> [EXERCISE INSTRUCTIONS]: Among the lines below, list those containing the string "InvalidPlan".

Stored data

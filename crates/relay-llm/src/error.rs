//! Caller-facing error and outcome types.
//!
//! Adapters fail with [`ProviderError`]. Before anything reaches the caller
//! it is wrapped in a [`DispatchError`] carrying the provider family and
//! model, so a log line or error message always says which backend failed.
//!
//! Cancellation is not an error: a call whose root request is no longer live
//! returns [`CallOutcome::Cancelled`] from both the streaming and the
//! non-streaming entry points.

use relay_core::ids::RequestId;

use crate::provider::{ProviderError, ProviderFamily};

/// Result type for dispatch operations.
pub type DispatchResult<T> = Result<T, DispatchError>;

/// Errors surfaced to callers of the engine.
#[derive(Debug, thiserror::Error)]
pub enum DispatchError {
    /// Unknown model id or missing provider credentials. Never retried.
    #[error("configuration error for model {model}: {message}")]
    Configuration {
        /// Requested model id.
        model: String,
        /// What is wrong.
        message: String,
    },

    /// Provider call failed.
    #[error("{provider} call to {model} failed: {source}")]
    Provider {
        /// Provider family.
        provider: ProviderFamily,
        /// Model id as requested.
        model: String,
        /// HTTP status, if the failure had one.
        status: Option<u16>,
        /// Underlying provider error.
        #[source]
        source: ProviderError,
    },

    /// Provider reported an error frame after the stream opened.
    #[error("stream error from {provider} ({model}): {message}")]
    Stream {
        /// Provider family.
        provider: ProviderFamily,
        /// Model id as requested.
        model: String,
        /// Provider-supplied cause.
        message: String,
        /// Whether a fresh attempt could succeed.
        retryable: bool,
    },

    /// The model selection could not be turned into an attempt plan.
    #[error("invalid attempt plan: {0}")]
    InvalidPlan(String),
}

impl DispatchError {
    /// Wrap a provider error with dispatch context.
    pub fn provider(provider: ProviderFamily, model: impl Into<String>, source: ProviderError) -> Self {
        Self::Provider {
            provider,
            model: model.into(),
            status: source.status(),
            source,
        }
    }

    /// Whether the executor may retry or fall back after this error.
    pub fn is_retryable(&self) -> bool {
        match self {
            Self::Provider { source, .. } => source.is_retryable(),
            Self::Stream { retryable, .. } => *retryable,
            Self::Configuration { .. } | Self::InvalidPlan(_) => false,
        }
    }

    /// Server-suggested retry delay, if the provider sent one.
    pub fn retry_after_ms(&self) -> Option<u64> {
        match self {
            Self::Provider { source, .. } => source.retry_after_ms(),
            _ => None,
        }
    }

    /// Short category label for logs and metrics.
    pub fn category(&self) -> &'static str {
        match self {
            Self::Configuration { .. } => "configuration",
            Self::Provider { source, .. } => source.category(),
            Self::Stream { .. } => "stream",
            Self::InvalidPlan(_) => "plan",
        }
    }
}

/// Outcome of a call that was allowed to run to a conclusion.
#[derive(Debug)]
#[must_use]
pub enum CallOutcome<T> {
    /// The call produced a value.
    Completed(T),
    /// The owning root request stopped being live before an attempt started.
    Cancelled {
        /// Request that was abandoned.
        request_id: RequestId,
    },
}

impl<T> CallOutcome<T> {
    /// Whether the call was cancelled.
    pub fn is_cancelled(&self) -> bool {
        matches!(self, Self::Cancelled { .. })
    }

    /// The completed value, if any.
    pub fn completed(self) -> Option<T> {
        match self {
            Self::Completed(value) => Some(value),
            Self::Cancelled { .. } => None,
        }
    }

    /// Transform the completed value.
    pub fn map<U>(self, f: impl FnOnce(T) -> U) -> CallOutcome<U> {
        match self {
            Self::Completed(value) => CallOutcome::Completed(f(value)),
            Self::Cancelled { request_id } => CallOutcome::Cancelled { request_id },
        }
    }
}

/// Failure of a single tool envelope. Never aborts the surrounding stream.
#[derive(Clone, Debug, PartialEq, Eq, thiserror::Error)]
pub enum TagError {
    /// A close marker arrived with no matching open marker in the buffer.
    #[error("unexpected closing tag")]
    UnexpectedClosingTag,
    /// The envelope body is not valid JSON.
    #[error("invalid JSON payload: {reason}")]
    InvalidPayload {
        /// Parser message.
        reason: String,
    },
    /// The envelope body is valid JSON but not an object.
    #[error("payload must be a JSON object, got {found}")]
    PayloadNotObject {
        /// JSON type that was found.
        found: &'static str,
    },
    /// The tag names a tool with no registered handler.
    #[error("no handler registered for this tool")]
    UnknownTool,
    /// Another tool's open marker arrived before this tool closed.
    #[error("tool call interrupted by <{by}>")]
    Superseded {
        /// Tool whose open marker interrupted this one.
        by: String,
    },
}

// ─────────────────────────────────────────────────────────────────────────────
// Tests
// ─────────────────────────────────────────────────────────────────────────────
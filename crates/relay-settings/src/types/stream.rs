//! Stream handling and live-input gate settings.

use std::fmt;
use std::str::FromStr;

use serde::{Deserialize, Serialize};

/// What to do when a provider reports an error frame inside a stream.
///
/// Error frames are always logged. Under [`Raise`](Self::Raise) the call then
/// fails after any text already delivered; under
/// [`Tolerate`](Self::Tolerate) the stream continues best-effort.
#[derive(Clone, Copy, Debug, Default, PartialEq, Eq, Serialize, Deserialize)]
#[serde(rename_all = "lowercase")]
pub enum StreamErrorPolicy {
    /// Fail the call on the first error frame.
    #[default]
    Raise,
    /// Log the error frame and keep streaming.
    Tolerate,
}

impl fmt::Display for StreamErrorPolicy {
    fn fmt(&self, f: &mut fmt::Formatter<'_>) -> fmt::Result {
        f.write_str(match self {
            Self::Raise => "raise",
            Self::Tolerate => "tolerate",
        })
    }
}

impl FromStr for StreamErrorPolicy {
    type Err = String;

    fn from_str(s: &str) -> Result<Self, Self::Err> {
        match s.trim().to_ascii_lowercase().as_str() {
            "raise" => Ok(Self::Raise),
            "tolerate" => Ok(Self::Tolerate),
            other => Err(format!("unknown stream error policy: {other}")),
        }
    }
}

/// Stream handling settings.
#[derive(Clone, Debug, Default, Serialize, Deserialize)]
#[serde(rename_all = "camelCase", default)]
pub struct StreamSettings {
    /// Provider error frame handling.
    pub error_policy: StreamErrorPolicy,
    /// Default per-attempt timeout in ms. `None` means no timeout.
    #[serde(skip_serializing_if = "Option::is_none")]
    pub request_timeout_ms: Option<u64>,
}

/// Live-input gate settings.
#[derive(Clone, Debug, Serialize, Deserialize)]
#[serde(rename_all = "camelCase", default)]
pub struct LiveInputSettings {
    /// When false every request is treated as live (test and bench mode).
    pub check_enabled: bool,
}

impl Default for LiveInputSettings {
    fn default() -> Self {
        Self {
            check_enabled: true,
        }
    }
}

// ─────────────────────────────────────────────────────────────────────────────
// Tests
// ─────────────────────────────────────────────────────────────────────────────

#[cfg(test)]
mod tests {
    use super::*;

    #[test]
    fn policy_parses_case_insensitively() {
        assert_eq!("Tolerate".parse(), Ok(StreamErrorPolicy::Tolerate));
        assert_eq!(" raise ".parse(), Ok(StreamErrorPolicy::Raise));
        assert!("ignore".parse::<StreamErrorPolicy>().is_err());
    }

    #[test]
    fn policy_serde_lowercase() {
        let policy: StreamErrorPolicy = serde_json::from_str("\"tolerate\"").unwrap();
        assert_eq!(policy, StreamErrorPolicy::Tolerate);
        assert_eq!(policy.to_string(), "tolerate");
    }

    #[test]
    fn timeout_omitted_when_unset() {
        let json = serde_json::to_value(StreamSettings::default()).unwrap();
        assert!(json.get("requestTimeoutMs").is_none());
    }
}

> [WRITTEN REPLY]:
    InvalidPlan(String),
            Self::Configuration { .. } | Self::InvalidPlan(_) => false,
            Self::InvalidPlan(_) => "plan",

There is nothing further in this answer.